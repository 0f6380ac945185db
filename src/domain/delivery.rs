// ==========================================
// 车间物资配送排期系统 - 配送条目
// ==========================================
// DeliveryEntry: 某日、某车间、某物资的一次配送，带阶段号
// 红线: 创建后不可变（字段只读，通过访问器读取）
// ==========================================

use serde::{Deserialize, Deserializer, Serialize, Serializer};

#[derive(Debug, Clone, PartialEq, Eq, Serialize, Deserialize)]
pub struct DeliveryEntry {
    date: String,             // 规范日期 YYYY-MM-DD
    #[serde(rename = "workshop")]
    workshop_id: String,
    manager: String,
    phone: String,
    material: String,
    #[serde(with = "amount_string")]
    amount: u64,              // 线上格式为字符串
    stage: u32,               // 阶段号（从 1 开始）
}

impl DeliveryEntry {
    pub fn new(
        date: String,
        workshop_id: String,
        manager: String,
        phone: String,
        material: String,
        amount: u64,
        stage: u32,
    ) -> Self {
        Self {
            date,
            workshop_id,
            manager,
            phone,
            material,
            amount,
            stage,
        }
    }

    pub fn date(&self) -> &str {
        &self.date
    }

    pub fn workshop_id(&self) -> &str {
        &self.workshop_id
    }

    pub fn manager(&self) -> &str {
        &self.manager
    }

    pub fn phone(&self) -> &str {
        &self.phone
    }

    pub fn material(&self) -> &str {
        &self.material
    }

    pub fn amount(&self) -> u64 {
        self.amount
    }

    /// 数量的字符串形式（展示层/线上格式）
    pub fn amount_string(&self) -> String {
        self.amount.to_string()
    }

    pub fn stage(&self) -> u32 {
        self.stage
    }
}

mod amount_string {
    use super::*;

    pub fn serialize<S: Serializer>(amount: &u64, serializer: S) -> Result<S::Ok, S::Error> {
        serializer.serialize_str(&amount.to_string())
    }

    pub fn deserialize<'de, D: Deserializer<'de>>(deserializer: D) -> Result<u64, D::Error> {
        let raw = String::deserialize(deserializer)?;
        raw.trim().parse::<u64>().map_err(serde::de::Error::custom)
    }
}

□ □ □ □ □ □ □

-- DIRECTIONS FOR THIS TASK --
Everything in the listing must be returned word for word.

-- OUTPUT OF THE TASK --
repository 0f6380ac945185db
filename src/domain/delivery.rs
// ==========================================
// 车间物资配送排期系统 - 配送条目
// ==========================================
// DeliveryEntry: 某日、某车间、某物资的一次配送，带阶段号
// 红线: 创建后不可变（字段只读，通过访问器读取）
// ==========================================

use serde::{Deserialize, Deserializer, Serialize, Serializer};

#[derive(Debug, Clone, PartialEq, Eq, Serialize, Deserialize)]
pub struct DeliveryEntry {
    date: String,             // 规范日期 YYYY-MM-DD
    #[serde(rename = "workshop")]
    workshop_id: String,
    manager: String,
    phone: String,
    material: String,
    #[serde(with = "amount_string")]
    amount: u64,              // 线上格式为字符串
    stage: u32,               // 阶段号（从 1 开始）
}

impl DeliveryEntry {
    pub fn new(
        date: String,
        workshop_id: String,
        manager: String,
        phone: String,
        material: String,
        amount: u64,
        stage: u32,
    ) -> Self {
        Self {
            date,
            workshop_id,
            manager,
            phone,
            material,
            amount,
            stage,
        }
    }

    pub fn date(&self) -> &str {
        &self.date
    }

    pub fn workshop_id(&self) -> &str {
        &self.workshop_id
    }

    pub fn manager(&self) -> &str {
        &self.manager
    }

    pub fn phone(&self) -> &str {
        &self.phone
    }

    pub fn material(&self) -> &str {
        &self.material
    }

    pub fn amount(&self) -> u64 {
        self.amount
    }

    /// 数量的字符串形式（展示层/线上格式）
    pub fn amount_string(&self) -> String {
        self.amount.to_string()
    }

    pub fn stage(&self) -> u32 {
        self.stage
    }
}

mod amount_string {
    use super::*;

    pub fn serialize<S: Serializer>(amount: &u64, serializer: S) -> Result<S::Ok, S::Error> {
        serializer.serialize_str(&amount.to_string())
    }

    pub fn deserialize<'de, D: Deserializer<'de>>(deserializer: D) -> Result<u64, D::Error> {
        let raw = String::deserialize(deserializer)?;
        raw.trim().parse::<u64>().map_err(serde::de::Error::custom)
    }
}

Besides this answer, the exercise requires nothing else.